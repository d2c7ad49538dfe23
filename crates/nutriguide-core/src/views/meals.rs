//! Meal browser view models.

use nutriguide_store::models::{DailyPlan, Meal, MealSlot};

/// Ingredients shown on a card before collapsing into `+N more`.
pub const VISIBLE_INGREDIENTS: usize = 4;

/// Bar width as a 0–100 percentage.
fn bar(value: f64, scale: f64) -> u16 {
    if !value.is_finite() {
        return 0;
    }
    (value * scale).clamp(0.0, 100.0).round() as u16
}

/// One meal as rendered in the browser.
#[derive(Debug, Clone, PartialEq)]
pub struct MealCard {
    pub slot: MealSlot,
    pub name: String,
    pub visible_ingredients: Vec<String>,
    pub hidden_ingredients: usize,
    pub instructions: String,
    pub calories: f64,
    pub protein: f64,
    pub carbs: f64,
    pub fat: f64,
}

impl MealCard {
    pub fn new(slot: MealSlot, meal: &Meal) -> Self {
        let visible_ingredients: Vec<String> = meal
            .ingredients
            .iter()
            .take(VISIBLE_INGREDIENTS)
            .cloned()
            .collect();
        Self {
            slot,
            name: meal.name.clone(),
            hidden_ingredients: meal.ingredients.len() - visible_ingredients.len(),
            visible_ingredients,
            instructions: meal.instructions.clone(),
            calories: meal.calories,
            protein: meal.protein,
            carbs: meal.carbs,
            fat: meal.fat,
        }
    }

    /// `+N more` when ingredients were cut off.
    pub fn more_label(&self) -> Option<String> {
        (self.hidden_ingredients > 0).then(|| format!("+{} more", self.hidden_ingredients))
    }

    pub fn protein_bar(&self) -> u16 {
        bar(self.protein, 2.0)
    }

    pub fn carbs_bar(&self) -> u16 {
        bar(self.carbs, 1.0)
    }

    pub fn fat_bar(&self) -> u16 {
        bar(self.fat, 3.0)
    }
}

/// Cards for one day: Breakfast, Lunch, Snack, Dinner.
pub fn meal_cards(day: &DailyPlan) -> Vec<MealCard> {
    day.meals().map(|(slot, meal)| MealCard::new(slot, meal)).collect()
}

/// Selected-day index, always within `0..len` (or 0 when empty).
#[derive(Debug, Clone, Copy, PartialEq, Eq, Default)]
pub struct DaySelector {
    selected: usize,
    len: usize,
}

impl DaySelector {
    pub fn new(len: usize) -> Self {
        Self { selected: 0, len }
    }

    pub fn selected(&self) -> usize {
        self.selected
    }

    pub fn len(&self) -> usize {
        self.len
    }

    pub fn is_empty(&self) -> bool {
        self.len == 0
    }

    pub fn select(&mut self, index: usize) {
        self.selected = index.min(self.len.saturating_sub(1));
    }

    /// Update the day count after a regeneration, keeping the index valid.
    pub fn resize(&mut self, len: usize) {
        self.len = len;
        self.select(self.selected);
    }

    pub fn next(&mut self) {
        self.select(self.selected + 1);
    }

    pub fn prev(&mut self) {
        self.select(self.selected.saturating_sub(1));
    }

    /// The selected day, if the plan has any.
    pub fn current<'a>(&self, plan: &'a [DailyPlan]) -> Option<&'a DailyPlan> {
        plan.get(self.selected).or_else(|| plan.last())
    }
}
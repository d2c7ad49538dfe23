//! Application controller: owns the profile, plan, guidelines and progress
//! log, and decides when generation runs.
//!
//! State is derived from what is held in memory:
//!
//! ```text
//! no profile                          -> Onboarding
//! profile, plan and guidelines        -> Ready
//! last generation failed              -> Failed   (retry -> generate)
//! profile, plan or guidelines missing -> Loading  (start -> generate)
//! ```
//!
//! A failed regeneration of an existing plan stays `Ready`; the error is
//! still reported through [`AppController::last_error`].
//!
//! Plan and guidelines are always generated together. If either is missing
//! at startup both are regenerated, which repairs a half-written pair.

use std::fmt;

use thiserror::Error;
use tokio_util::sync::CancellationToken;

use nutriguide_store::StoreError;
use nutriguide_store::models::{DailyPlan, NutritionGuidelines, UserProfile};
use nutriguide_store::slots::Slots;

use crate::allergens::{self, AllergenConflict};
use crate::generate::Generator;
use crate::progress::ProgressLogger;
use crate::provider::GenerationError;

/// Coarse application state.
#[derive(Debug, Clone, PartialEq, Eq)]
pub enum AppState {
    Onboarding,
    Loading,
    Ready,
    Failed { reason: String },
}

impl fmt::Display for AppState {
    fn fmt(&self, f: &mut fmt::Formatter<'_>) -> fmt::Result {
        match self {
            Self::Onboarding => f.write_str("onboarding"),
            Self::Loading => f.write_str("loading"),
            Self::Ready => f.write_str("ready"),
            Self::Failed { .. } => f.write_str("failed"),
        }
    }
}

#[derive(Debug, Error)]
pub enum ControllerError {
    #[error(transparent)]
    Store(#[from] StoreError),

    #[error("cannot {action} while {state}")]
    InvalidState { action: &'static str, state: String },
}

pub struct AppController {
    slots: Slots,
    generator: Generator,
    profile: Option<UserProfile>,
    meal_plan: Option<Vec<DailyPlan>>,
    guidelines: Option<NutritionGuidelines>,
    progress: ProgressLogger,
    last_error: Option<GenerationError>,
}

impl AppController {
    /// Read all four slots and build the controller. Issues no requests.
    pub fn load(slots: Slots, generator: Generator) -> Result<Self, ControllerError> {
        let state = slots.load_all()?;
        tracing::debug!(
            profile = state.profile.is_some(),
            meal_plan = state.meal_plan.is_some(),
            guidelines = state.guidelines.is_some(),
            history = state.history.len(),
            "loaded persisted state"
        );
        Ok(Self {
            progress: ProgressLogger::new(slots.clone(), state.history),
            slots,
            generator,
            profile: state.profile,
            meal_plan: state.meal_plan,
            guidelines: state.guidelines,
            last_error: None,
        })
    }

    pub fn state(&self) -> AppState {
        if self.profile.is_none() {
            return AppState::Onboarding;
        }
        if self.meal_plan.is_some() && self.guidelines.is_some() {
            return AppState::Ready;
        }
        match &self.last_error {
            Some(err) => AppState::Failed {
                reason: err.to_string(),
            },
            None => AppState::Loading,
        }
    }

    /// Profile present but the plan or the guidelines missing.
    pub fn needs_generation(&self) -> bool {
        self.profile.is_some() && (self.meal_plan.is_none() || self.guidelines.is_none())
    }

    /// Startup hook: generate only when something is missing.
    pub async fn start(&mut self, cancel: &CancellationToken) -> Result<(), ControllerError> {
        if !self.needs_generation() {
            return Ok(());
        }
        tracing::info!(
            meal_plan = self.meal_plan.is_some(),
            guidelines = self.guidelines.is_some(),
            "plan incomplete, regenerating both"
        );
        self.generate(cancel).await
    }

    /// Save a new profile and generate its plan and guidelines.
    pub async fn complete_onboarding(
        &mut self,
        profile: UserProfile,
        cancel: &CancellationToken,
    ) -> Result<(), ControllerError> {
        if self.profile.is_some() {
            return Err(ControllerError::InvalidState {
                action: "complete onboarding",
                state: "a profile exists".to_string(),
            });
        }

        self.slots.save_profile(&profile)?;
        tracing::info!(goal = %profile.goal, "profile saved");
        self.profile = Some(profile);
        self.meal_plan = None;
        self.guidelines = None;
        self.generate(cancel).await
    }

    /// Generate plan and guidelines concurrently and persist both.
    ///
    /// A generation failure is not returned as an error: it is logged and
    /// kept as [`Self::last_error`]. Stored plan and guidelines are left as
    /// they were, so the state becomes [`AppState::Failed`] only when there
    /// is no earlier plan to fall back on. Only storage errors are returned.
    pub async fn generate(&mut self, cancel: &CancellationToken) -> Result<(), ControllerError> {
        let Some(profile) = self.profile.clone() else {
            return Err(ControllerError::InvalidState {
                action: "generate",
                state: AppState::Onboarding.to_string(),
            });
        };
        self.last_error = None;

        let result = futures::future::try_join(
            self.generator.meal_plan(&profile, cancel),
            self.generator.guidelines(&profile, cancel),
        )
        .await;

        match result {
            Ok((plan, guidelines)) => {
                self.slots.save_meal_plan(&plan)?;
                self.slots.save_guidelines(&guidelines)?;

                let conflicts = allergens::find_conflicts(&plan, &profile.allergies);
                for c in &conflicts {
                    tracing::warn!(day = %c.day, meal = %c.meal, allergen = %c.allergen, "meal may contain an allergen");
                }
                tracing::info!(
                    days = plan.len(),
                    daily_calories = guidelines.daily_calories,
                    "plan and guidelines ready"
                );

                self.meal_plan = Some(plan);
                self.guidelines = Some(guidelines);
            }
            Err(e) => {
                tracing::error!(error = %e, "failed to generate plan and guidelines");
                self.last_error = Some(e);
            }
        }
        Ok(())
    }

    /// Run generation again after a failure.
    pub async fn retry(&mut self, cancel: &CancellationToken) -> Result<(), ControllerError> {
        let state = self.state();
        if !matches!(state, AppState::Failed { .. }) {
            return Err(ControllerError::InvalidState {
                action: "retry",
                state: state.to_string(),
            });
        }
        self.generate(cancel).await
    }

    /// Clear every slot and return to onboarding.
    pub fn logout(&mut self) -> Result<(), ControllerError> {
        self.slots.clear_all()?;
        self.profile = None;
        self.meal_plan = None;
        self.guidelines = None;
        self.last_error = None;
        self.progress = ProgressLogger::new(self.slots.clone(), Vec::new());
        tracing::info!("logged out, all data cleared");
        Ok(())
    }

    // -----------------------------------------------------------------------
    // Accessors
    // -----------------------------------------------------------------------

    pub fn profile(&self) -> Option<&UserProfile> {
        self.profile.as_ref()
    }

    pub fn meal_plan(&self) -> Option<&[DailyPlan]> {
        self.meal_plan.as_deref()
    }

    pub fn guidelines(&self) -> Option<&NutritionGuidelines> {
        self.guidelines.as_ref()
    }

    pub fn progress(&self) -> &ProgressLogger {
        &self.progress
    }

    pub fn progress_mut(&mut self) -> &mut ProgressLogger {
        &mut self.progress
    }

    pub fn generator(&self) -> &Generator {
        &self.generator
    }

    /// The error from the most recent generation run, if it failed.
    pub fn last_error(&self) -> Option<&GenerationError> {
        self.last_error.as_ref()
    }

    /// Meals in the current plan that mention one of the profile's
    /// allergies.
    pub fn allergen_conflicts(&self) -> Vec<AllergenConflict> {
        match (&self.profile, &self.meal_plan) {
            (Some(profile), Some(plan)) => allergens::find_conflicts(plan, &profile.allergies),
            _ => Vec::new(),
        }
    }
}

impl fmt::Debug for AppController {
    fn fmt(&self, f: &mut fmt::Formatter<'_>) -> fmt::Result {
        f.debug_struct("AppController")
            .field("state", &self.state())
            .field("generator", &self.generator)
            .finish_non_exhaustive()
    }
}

Task statement:
From the entries above, return each line with the word "DailyPlan" in it.

Solution to the problem:
use nutriguide_store::models::{DailyPlan, Meal, MealSlot};
pub fn meal_cards(day: &DailyPlan) -> Vec<MealCard> {
    pub fn current<'a>(&self, plan: &'a [DailyPlan]) -> Option<&'a DailyPlan> {
use nutriguide_store::models::{DailyPlan, NutritionGuidelines, UserProfile};
    meal_plan: Option<Vec<DailyPlan>>,
    pub fn meal_plan(&self) -> Option<&[DailyPlan]> {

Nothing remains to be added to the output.